Miller’s supervisor at the Bank of Nova Scotia, Yammine, was contacted on behalf of the CIBC for the purpose of conducting an employee reference check. Yammine was surprised by the call since Miller had not informed her that she would be giving her name as a reference. When she was asked about Miller’s employment with the Bank of Nova Scotia, Yammine said she was upset about the manner in which Miller had left her employment and that she did not feel like giving a reference. When pressed further, Yammine said that although Miller had performed adequately as a trainee, she was not pleased with the manner in which Miller resigned. Yammine stated that Miller’s failure to provide notice was irresponsible, and the way she quit was cold and inappropriate.

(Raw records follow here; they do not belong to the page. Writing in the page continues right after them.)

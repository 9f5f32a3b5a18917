// directory_lister.rs - Directory enumeration
//
// Turns a command-line path into the FileInfo entries to display.  A
// directory yields its children sorted by name; anything else yields
// itself.

use std::fs;
use std::path::Path;

use tracing::{debug, warn};

use crate::ehm::AppError;
use crate::file_info::FileInfo;





////////////////////////////////////////////////////////////////////////////////
//
//  collect_entries
//
//  Collect the entries for one path.  Entries that vanish or cannot be
//  stat'ed between read_dir and stat are skipped with a warning.
//
////////////////////////////////////////////////////////////////////////////////

pub fn collect_entries(path: &Path, show_hidden: bool) -> Result<Vec<FileInfo>, AppError> {
    if fs::symlink_metadata(path).is_err() {
        return Err(AppError::PathNotFound(path.to_path_buf()));
    }

    if !path.is_dir() {
        let name = path.to_string_lossy().into_owned();
        return Ok(vec![FileInfo::from_path(path, name)?]);
    }

    let mut entries = Vec::new();

    for dir_entry in fs::read_dir(path)? {
        let dir_entry = dir_entry?;
        let name = dir_entry.file_name().to_string_lossy().into_owned();

        match FileInfo::from_path(&dir_entry.path(), name) {
            Ok(info) if !show_hidden && info.is_hidden() => {}
            Ok(info) => entries.push(info),
            Err(e) => warn!(path = %dir_entry.path().display(), error = %e, "skipping entry"),
        }
    }

    entries.sort_by(|a, b| a.name.cmp(&b.name));

    debug!(path = %path.display(), count = entries.len(), "collected entries");
    Ok(entries)
}





#[cfg(test)]
mod tests {
    use super::*;

    fn names(entries: &[FileInfo]) -> Vec<&str> {
        entries.iter().map(|e| e.name.as_str()).collect()
    }

    ////////////////////////////////////////////////////////////////////////////
    //
    //  lists_sorted_and_hides_dotfiles
    //
    //  Children come back sorted; dot-files only with show_hidden.
    //
    ////////////////////////////////////////////////////////////////////////////

    #[test]
    fn lists_sorted_and_hides_dotfiles() {
        let tmp = tempfile::tempdir().unwrap();
        fs::write(tmp.path().join("b.txt"), "").unwrap();
        fs::write(tmp.path().join("a.rs"), "").unwrap();
        fs::write(tmp.path().join(".hidden"), "").unwrap();
        fs::create_dir(tmp.path().join("sub")).unwrap();

        let entries = collect_entries(tmp.path(), false).unwrap();
        assert_eq!(names(&entries), ["a.rs", "b.txt", "sub"]);
        assert!(entries[2].is_directory());

        let entries = collect_entries(tmp.path(), true).unwrap();
        assert_eq!(names(&entries), [".hidden", "a.rs", "b.txt", "sub"]);
    }

    #[test]
    fn single_file_lists_itself() {
        let tmp = tempfile::tempdir().unwrap();
        let file = tmp.path().join("only.md");
        fs::write(&file, "").unwrap();

        let entries = collect_entries(&file, false).unwrap();
        assert_eq!(entries.len(), 1);
        assert!(entries[0].name.ends_with("only.md"));
    }

    #[test]
    fn missing_path_is_path_not_found() {
        let tmp = tempfile::tempdir().unwrap();
        let err = collect_entries(&tmp.path().join("missing"), false).unwrap_err();
        assert!(matches!(err, AppError::PathNotFound(_)));
    }
}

Miller introduced the notes taken by the individual doing the reference check as evidence to support her claim of defamation. The notes said Yammine had indicated Miller was irresponsible, unreliable and very underhanded, and that she always complained, had an attitude problem, did not make her job a priority and did not co-operate with staff. The judge accepted Yammine’s testimony regarding her statements about Miller, holding that the notes could not be viewed as a reliable record of what Yammine had said. Accordingly, the court found Yammine’s comments were justified and not defamatory.
The court also held that even if the alleged statements were made, they were protected by qualified privilege. The qualified privilege can be destroyed where the statements are motivated by malice. However, the court found that there was no malice on Yammine’s part which would defeat the privilege.
Miller v. Bank of Nova Scotia,  O.J. No. 4765 (Ont. S.C.J.).
Peter Israel is counsel to Goodman and Carr LLP, a Toronto law firm. He is also head of its Human Resource Management Group and the GC Human Resources Management Training Institute. For more information contact email@example.com. The author gratefully acknowledges the contribution of Carita Pereira (of Goodman and Carr LLP) in the preparation of this article.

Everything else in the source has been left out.